L'Explication Prémisse
Cet article signifie que les créanciers d’un époux ne peuvent pas, pour se faire payer, demander au juge de transformer le régime matrimonial en séparation de biens au seul motif de leurs créances. Autrement dit, un créancier n’a pas le pouvoir d’imposer un changement du régime matrimonial afin d’atteindre plus facilement les biens de l’autre époux : il doit agir sur les biens appartenant effectivement au débiteur selon les règles d’exécution existantes.
Paul contracte d’importantes dettes personnelles. Son créancier veut saisir l’argent épargné par sa femme Sophie sur son compte personnel. Le créancier ne peut pas demander au tribunal de « passer » le couple en séparation de biens pour obliger Sophie à répondre des dettes de Paul.
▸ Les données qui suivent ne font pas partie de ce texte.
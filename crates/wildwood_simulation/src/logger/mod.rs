//! Глобальный logger симуляции
//!
//! Один `LogPrinter` на процесс (console по умолчанию, движок может подменить своим).
//! Timestamp добавляется здесь, printer получает готовую строку.

use once_cell::sync::Lazy;
use std::sync::{Mutex, MutexGuard};

static LOGGER: Lazy<Mutex<Option<Box<dyn LogPrinter>>>> = Lazy::new(|| Mutex::new(None));

static LOGGER_LEVEL: Lazy<Mutex<LogLevel>> = Lazy::new(|| Mutex::new(LogLevel::Debug));

/// Poisoned mutex не должен ронять симуляцию — берём данные как есть
fn lock<T>(mutex: &Mutex<T>) -> MutexGuard<'_, T> {
    mutex.lock().unwrap_or_else(|poisoned| poisoned.into_inner())
}

pub fn set_logger(logger: Box<dyn LogPrinter>) {
    *lock(&LOGGER) = Some(logger);
}

pub fn set_log_level(level: LogLevel) {
    *lock(&LOGGER_LEVEL) = level;
}

pub fn log_level() -> LogLevel {
    *lock(&LOGGER_LEVEL)
}

pub fn set_logger_if_needed(logger: Box<dyn LogPrinter>) {
    let mut guard = lock(&LOGGER);
    if guard.is_none() {
        *guard = Some(logger);
    }
}

#[derive(Debug, Clone, Copy, PartialEq, Eq, PartialOrd, Ord)]
pub enum LogLevel {
    Debug,
    Info,
    Warning,
    Error,
}

impl LogLevel {
    pub fn as_str(&self) -> &'static str {
        match self {
            LogLevel::Debug => "DEBUG",
            LogLevel::Info => "INFO",
            LogLevel::Warning => "WARNING",
            LogLevel::Error => "ERROR",
        }
    }
}

pub trait LogPrinter: Send + Sync {
    fn log(&self, level: LogLevel, message: &str);
}

pub fn log(message: &str) {
    log_with_level(LogLevel::Debug, message);
}

pub fn log_info(message: &str) {
    log_with_level(LogLevel::Info, message);
}

pub fn log_warning(message: &str) {
    log_with_level(LogLevel::Warning, message);
}

pub fn log_error(message: &str) {
    log_with_level(LogLevel::Error, message);
}

pub fn log_with_level(level: LogLevel, message: &str) {
    if level < log_level() {
        return;
    }

    if let Some(logger) = lock(&LOGGER).as_ref() {
        let timestamp = chrono::Local::now().format("%Y-%m-%d %H:%M:%S%.3f");
        logger.log(level, &format!("[{}] {}", timestamp, message));
    }
}

pub struct ConsoleLogger;

impl LogPrinter for ConsoleLogger {
    fn log(&self, level: LogLevel, message: &str) {
        println!("[{}] {}", level.as_str(), message);
    }
}

pub fn init_logger() {
    set_logger_if_needed(Box::new(ConsoleLogger));
}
Il pourra seulement saisir les biens appartenant à Paul (ses salaires, son compte à son nom, sa part dans les biens communs selon les règles applicables), mais pas transformer le régime matrimonial pour atteindre directement le patrimoine de Sophie.
- Protection du conjoint non-défaillant : un créancier ne peut pas transformer le régime matrimonial pour atteindre le patrimoine de l’autre époux.
- Limitation du pouvoir des créanciers : ils doivent exercer leurs droits sur les biens qui appartiennent effectivement au débiteur selon le régime matrimonial en place.
- Stabilité du régime matrimonial : seuls les époux (ou des causes prévues par la loi) peuvent modifier le régime matrimonial, pas les créanciers.
- Exécution forcée possible mais limitée : les créanciers peuvent saisir la part du débiteur dans le patrimoine commun ou ses biens propres, mais pas changer la nature du régime pour leur profit.
- But pratique : éviter que des créanciers ne déstabilisent le patrimoine familial en imposant une séparation de biens pour récupérer plus facilement des créances.